Multiple births on the rise for past two decades

Treatments for fertility issues more common

Madison Anderson (left), 7, lies still while her twin brother, Adam, outlines her body in chalk Monday while playing after school at their Lake in the Hills home.
Madison Anderson (left), 7, lies still while her twin brother, Adam, outlines her body in chalk Monday while playing after school at their Lake in the Hills home.

Two years after Jim and Wendy Anderson got married in 2002, they started going to fertility treatments because Wendy has polycystic ovaries and the Lake in the Hills couple couldn’t conceive naturally.

After going through different medications and procedures, the couple decided to go through the in vitro fertilization route.

It was a process that took two attempts, a physical toll on Wendy and an emotional toll on the couple. It cost $18,000 out of pocket.

During that second attempt, the then-34-year-old Wendy became pregnant with twins, and the couple had the family it wanted.

Over the past two decades there has been an increase in the rate of multiple births by 76 percent. According to the Centers for Disease Control and Prevention, 3.3 percent of births in 2012 resulted in twins, and a recent New England Journal of Medicine article estimated that 36 percent of twin births and 77 percent of triplet births came after conception assisted by fertility treatments.

When the Andersons first tried in vitro, they had two embryos implanted into Wendy.
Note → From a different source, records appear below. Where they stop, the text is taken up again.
#[cfg(test)]
mod tests {
    use super::*;
    use chrono::Duration as ChronoDuration;

    fn new_link(url: &str, title: &str, saved_at: DateTime<Utc>) -> NewLink {
        NewLink {
            url: url.to_string(),
            title: title.to_string(),
            description: None,
            image_url: None,
            category: Category::Article,
            source: LinkSource::Manual,
            source_name: None,
            saved_at,
        }
    }

    fn names(tags: &[&str]) -> Vec<String> {
        tags.iter().map(|t| t.to_string()).collect()
    }

    #[test]
    fn test_upsert_keeps_id_and_created_at() {
        let db = Database::open_in_memory().unwrap();
        let first_at = Utc::now();
        let id = db.upsert_link(&new_link("https://a.example", "First", first_at)).unwrap();
        db.toggle_completed(id, first_at).unwrap();

        let later = first_at + ChronoDuration::seconds(30);
        let mut second = new_link("https://a.example", "Second", later);
        second.category = Category::Docs;
        let id2 = db.upsert_link(&second).unwrap();

        assert_eq!(id, id2);
        let link = db.fetch_link(id).unwrap().unwrap();
        assert_eq!(link.title, "Second");
        assert_eq!(link.category, Category::Docs);
        assert_eq!(link.created_at.timestamp_micros(), first_at.timestamp_micros());
        assert_eq!(link.updated_at.timestamp_micros(), later.timestamp_micros());
        assert!(link.completed);
        assert_eq!(db.fetch_links(&LinkFilter::new()).unwrap().len(), 1);
    }

    #[test]
    fn test_tags_are_normalized_to_one_row() {
        let db = Database::open_in_memory().unwrap();
        let id = db.upsert_link(&new_link("https://a.example", "A", Utc::now())).unwrap();

        db.add_tags(id, &names(&["Foo", " foo ", "foo"])).unwrap();
        db.add_tags(id, &names(&["FOO"])).unwrap();

        let link = db.fetch_link(id).unwrap().unwrap();
        assert_eq!(link.tags, vec!["foo".to_string()]);
        assert_eq!(db.tag_counts().unwrap(), vec![TagCount { name: "foo".into(), count: 1 }]);
    }

    #[test]
    fn test_set_tags_reconciles() {
        let db = Database::open_in_memory().unwrap();
        let id = db.upsert_link(&new_link("https://a.example", "A", Utc::now())).unwrap();
        db.add_tags(id, &names(&["keep", "drop"])).unwrap();

        assert!(db.set_link_tags(id, &names(&["Keep", "new", ""])).unwrap());
        let link = db.fetch_link(id).unwrap().unwrap();
        assert_eq!(link.tags, names(&["keep", "new"]));

        assert!(db.set_link_tags(id, &[]).unwrap());
        assert!(db.fetch_link(id).unwrap().unwrap().tags.is_empty());
        assert!(!db.set_link_tags(999, &names(&["x"])).unwrap());
    }

    #[test]
    fn test_delete_cascades_associations_only() {
        let db = Database::open_in_memory().unwrap();
        let now = Utc::now();
        let a = db.upsert_link(&new_link("https://a.example", "A", now)).unwrap();
        let b = db.upsert_link(&new_link("https://b.example", "B", now)).unwrap();
        db.add_tags(a, &names(&["shared", "solo"])).unwrap();
        db.add_tags(b, &names(&["shared"])).unwrap();

        assert!(db.delete_link(a).unwrap());
        assert!(!db.delete_link(a).unwrap());

        let conn = db.get_conn().unwrap();
        let assoc: i64 = conn
            .query_row("SELECT COUNT(*) FROM link_tags WHERE link_id = ?1", params![a], |r| r.get(0))
            .unwrap();
        let tag_rows: i64 = conn.query_row("SELECT COUNT(*) FROM tags", [], |r| r.get(0)).unwrap();
        drop(conn);

        assert_eq!(assoc, 0);
        // Orphaned tags are kept
        assert_eq!(tag_rows, 2);
        assert_eq!(db.fetch_link(b).unwrap().unwrap().tags, names(&["shared"]));
        assert_eq!(
            db.tag_counts().unwrap(),
            vec![
                TagCount { name: "shared".into(), count: 1 },
                TagCount { name: "solo".into(), count: 0 },
            ]
        );
    }

    #[test]
    fn test_ordering_newest_first_with_id_tiebreak() {
        let db = Database::open_in_memory().unwrap();
        let t0 = Utc::now();
        let old = db.upsert_link(&new_link("https://old.example", "Old", t0)).unwrap();
        let tie_a = db.upsert_link(&new_link("https://a.example", "A", t0 + ChronoDuration::seconds(5))).unwrap();
        let tie_b = db.upsert_link(&new_link("https://b.example", "B", t0 + ChronoDuration::seconds(5))).unwrap();

        let ids: Vec<i64> = db.fetch_links(&LinkFilter::new()).unwrap().iter().map(|l| l.id).collect();
        assert_eq!(ids, vec![tie_b, tie_a, old]);
    }

    #[test]
    fn test_and_tag_search() {
        let db = Database::open_in_memory().unwrap();
        let now = Utc::now();
        let full = db.upsert_link(&new_link("https://full.example", "Full", now)).unwrap();
        let partial = db.upsert_link(&new_link("https://partial.example", "Partial", now)).unwrap();
        db.add_tags(full, &names(&["a", "b", "c"])).unwrap();
        db.add_tags(partial, &names(&["a"])).unwrap();

        let hits = db.fetch_links(&LinkFilter::new().tag("A").tag("b")).unwrap();
        assert_eq!(hits.len(), 1);
        assert_eq!(hits[0].id, full);
        assert_eq!(hits[0].tags, names(&["a", "b", "c"]));

        let hits = db.fetch_links(&LinkFilter::new().tag("a")).unwrap();
        assert_eq!(hits.len(), 2);

        let hits = db.fetch_links(&LinkFilter::new().tag("a").tag("missing")).unwrap();
        assert!(hits.is_empty());
    }

    #[test]
    fn test_text_and_category_filters() {
        let db = Database::open_in_memory().unwrap();
        let now = Utc::now();
        let mut rust = new_link("https://blog.example/rust", "Learning RUST", now);
        rust.category = Category::Tech;
        let rust = db.upsert_link(&rust).unwrap();
        let mut described = new_link("https://b.example", "Other", now);
        described.description = Some("All about 100% coverage".into());
        let described = db.upsert_link(&described).unwrap();
        db.upsert_link(&new_link("https://c.example/100x", "Plain", now)).unwrap();

        let hits = db.fetch_links(&LinkFilter::new().text("rust")).unwrap();
        assert_eq!(hits.iter().map(|l| l.id).collect::<Vec<_>>(), vec![rust]);

        let hits = db.fetch_links(&LinkFilter::new().text("100%")).unwrap();
        assert_eq!(hits.iter().map(|l| l.id).collect::<Vec<_>>(), vec![described]);

        let hits = db.fetch_links(&LinkFilter::new().text("learning").category(Category::Article)).unwrap();
        assert!(hits.is_empty());
    }

    #[test]
    fn test_text_filter_non_ascii() {
        let db = Database::open_in_memory().unwrap();
        let now = Utc::now();
        let uber = db.upsert_link(&new_link("https://a.example", "ÜBER Café Straße", now)).unwrap();
        let mut ecole = new_link("https://b.example", "Other", now);
        ecole.description = Some("ÉCOLE normale".into());
        let ecole = db.upsert_link(&ecole).unwrap();

        let ids = |q: &str| {
            db.fetch_links(&LinkFilter::new().text(q))
                .unwrap()
                .iter()
                .map(|l| l.id)
                .collect::<Vec<_>>()
        };
        assert_eq!(ids("ÜBER"), vec![uber]);
        assert_eq!(ids("über"), vec![uber]);
        assert_eq!(ids("café"), vec![uber]);
        assert_eq!(ids("STRASSE"), Vec::<i64>::new());
        assert_eq!(ids("straße"), vec![uber]);
        assert_eq!(ids("École"), vec![ecole]);
        assert_eq!(ids("ÉCOLE"), vec![ecole]);
    }

    #[test]
    fn test_category_counts() {
        let db = Database::open_in_memory().unwrap();
        let now = Utc::now();
        for (url, category) in [
            ("https://a.example", Category::Video),
            ("https://b.example", Category::Tech),
            ("https://c.example", Category::Video),
        ] {
            let mut link = new_link(url, "x", now);
            link.category = category;
            db.upsert_link(&link).unwrap();
        }

        let counts = db.category_counts().unwrap();
        assert_eq!(
            counts,
            vec![
                CategoryCount { category: Category::Video, count: 2 },
                CategoryCount { category: Category::Tech, count: 1 },
            ]
        );
    }

    #[test]
    fn test_update_and_toggle_missing_link() {
        let db = Database::open_in_memory().unwrap();
        let update = LinkUpdate {
            title: "t".into(),
            description: None,
            image_url: None,
            category: Category::Docs,
        };
        assert!(!db.update_link(42, &update, Utc::now()).unwrap());
        assert!(!db.toggle_completed(42, Utc::now()).unwrap());
        assert!(!db.add_tags(42, &names(&["x"])).unwrap());
        assert!(!db.remove_tags(42, &names(&["x"])).unwrap());
    }
}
She also had to have regular shots done at the same time every day to help encourage her body to take the pregnancy.

“It’s time consuming,” Wendy Anderson said.

But the first time wasn’t successful.

“After the first round it was heartbreaking,” Wendy Anderson said. “After going through all of that procedure, and nothing came about, we were devastated because we had all these quality eggs that were available. [The doctor] put two in, and ... nothing stuck. We just put all this money in and we’re not going to have kids.”

After waiting a few months to allow Wendy’s body to physically recover, and for the couple to recover emotionally, they tried again. And against their doctor’s recommendation, they had implanted three embryos into Wendy, hoping for better results.

“It really had to do with the numbers,” Wendy Anderson said. “It’s going to increase our odds if we do just one more egg, and we told ourselves, ‘So what if we had twins ... it’s not that big of an issue. We’ve always wanted at least two children anyway.’”

By the end of their fertility processes, they paid $18,000 out of pocket. Insurance only paid $4,000 toward the treatment.

Now their 7-year-old twins, Adam and Madison, who were born three days early, are involved in activities: Adam in baseball, Madison in ballet. They both play piano.

“I got the prize package,” Wendy Anderson said.

Dr. Laurence Jacobs is a fertility doctor with an office in Crystal Lake.

He has worked to reduce the amount of times women give birth to multiples after they get pregnant through fertility treatments.

Couples usually try in vitro treatments after other fertility treatment, such as medications, have not worked, Jacobs said.

Before in vitro, some couples will try shots of medication, which can be strong and could allow for the release of three or four eggs in the woman, Jacobs said.

That could lead to multiples.

However in vitro treatments also can lead to multiples, especially if doctors implant multiple embryos into a woman.

The cost can be about $15,000 per try, Jacobs said. It can be more expensive for women in their 40s.

He tries to limit the possibility of twins and triplets because taking care of them is more expensive, and there is a greater risk for developmental problems, or issues such as cerebral palsy, learning disabilities and ADHD, and “other learning deficits that will affect them for a lifetime,” Jacobs said.

Doctors might put in more embryos into a woman to increase the odds of the woman becoming pregnant.

However, Jacobs encourages only putting in one embryo at a time.

“You get push back from couples who don’t want to be conservative, especially if they’re paying for it,” Jacobs said.

“Many people are desperate to be successful and are willing to take the risks of twins,” Jacobs added.

Heather Herbolsheimer is an OB/GYN at Barrington Health Care for Women. She said the amount of twins being born at her practice has remained steady in her 12 years of work.

But she is someone who went through in vitro treatment herself, which helped lead to her 9-year-old daughter.

The 43-year-old doctor said she decided to go through the treatment because she decided to start a family later in life after she was established in her career. It’s a situation common with many women, Herbolsheimer said.

However, the older someone is, the lower the fertility rate, Herbolsheimer said.

She went through in vitro treatment twice, she said.

Going through the process can be frustrating and leave couples emotionally spent, Herbolsheimer said.

The process involves frequent blood draws and taking time off work.

And if the process is not successful, and couples want to try again, they have to wait three to four months.

Even as an OB/GYN, Herbolsheimer took the risk and had multiple embryos implanted in her in hopes of getting pregnant, she said.

For the Andersons, they have the ideal family, Jim Anderson said.

“It’s perfect what we have,” Jim Anderson said. “We’re lucky everything worked out.”

Jim Anderson is happy the in vitro procedure exists.

“It gives people who could be good parents an opportunity to be parents,” Jim Anderson said.